You must use Addslashes () to process the input data, but you do not need to use stripslashes () to format the output
Because Addslashes () did not write the backslash to the database, it only helped MySQL complete the execution of the SQL statement.

Add:

MAGIC_QUOTES_GPC scope is: Web Client service side; Action time: When a request starts, for example, when the script is running.
Magic_quotes_runtime scope: Data read from a file or executed as a result of exec () or from a SQL query; action time: Data generated every time the script accesses the running state

Code:

Copy Code code as follows:

<?php
/*
Sometimes the form submits more than one variable, possibly more than 10 or dozens of.
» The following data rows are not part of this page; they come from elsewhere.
use std::os::raw::c_char;
use std::panic::{catch_unwind, AssertUnwindSafe};
use std::sync::{Mutex, MutexGuard};

/// This function catches panics before they reach REAPER.
///
/// This function is supposed to be wrapped around all Rust code that is called directly by REAPER,
/// e.g. control surface callbacks or sink callbacks. Its purpose it to establish a fault barrier in
/// order to prevent REAPER from crashing if a non-recoverable error occurs in the plug-in (a
/// panic). Unwinding across the C ABI boundary would be undefined behavior.
///
/// Right now this doesn't do anything else than calling `catch_unwind()` but it might do more in
/// future. Please note that logging is *not* supposed to be done here. It should be done in the
/// panic hook instead.
pub fn firewall<F: FnOnce() -> R, R>(f: F) -> Option<R> {
    catch_unwind(AssertUnwindSafe(f)).ok()
}

/// Result of [`copy_to_c_buffer()`].
#[derive(Copy, Clone, Eq, PartialEq, Hash, Debug, Default)]
pub struct BufferCopy {
    /// Number of bytes written into the buffer, including the terminating NUL.
    pub written: usize,
    /// Number of bytes the buffer would need to hold the complete string, including the
    /// terminating NUL.
    pub required: usize,
}

impl BufferCopy {
    /// Returns whether the string didn't fit completely.
    pub fn is_truncated(&self) -> bool {
        self.written < self.required
    }
}

/// Copies the given bytes into a caller-provided C string buffer.
///
/// The result is always NUL-terminated (unless the buffer is empty) and never overflows the
/// buffer. If the string doesn't fit, it's truncated and `required` tells the caller how large the
/// buffer should have been. Doesn't allocate.
pub fn copy_to_c_buffer(src: &[u8], dst: &mut [c_char]) -> BufferCopy {
    let required = src.len() + 1;
    if dst.is_empty() {
        return BufferCopy {
            written: 0,
            required,
        };
    }
    let content_len = src.len().min(dst.len() - 1);
    for (d, s) in dst.iter_mut().zip(&src[..content_len]) {
        *d = *s as c_char;
    }
    dst[content_len] = 0;
    BufferCopy {
        written: content_len + 1,
        required,
    }
}

/// Like [`copy_to_c_buffer()`] but takes a raw buffer pointer and length as passed by REAPER.
///
/// # Safety
///
/// `buf` must either be null or point to at least `buflen` writable bytes.
pub unsafe fn copy_to_raw_c_buffer(src: &[u8], buf: *mut c_char, buflen: i32) -> BufferCopy {
    if buf.is_null() || buflen <= 0 {
        return BufferCopy {
            written: 0,
            required: src.len() + 1,
        };
    }
    let dst = std::slice::from_raw_parts_mut(buf, buflen as usize);
    copy_to_c_buffer(src, dst)
}

/// Locks the given mutex even if another thread panicked while holding it.
///
/// Registry state stays consistent across panics because it's only mutated in short sections
/// which don't call user code.
pub fn lock_ignoring_poisoning<T>(mutex: &Mutex<T>) -> MutexGuard<T> {
    match mutex.lock() {
        Ok(guard) => guard,
        Err(poisoned) => poisoned.into_inner(),
    }
}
Is it a bit troublesome to copy/paste addslashes () Once a time? Because the data obtained from the form or URL is an array, such as $_post, $_get,  then customize a function that can be "annihilation"
*/
function quotes ($content)
{
If Magic_quotes_gpc=off, then start processing
if (!GET_MAGIC_QUOTES_GPC ()) {
To determine whether $content is an array
if (Is_array ($content)) {
If the $content is an array, then deal with each of its single without
foreach ($content as $key => $value) {
$content [$key] = addslashes ($value);
}
} else {
If $content is not an array, it is only handled once
Addslashes ($content);
}
} else {
If magic_quotes_gpc=on, then do not deal with
}
Back to $content
return $content;
}
?>

I hope this article will help you with your PHP program design.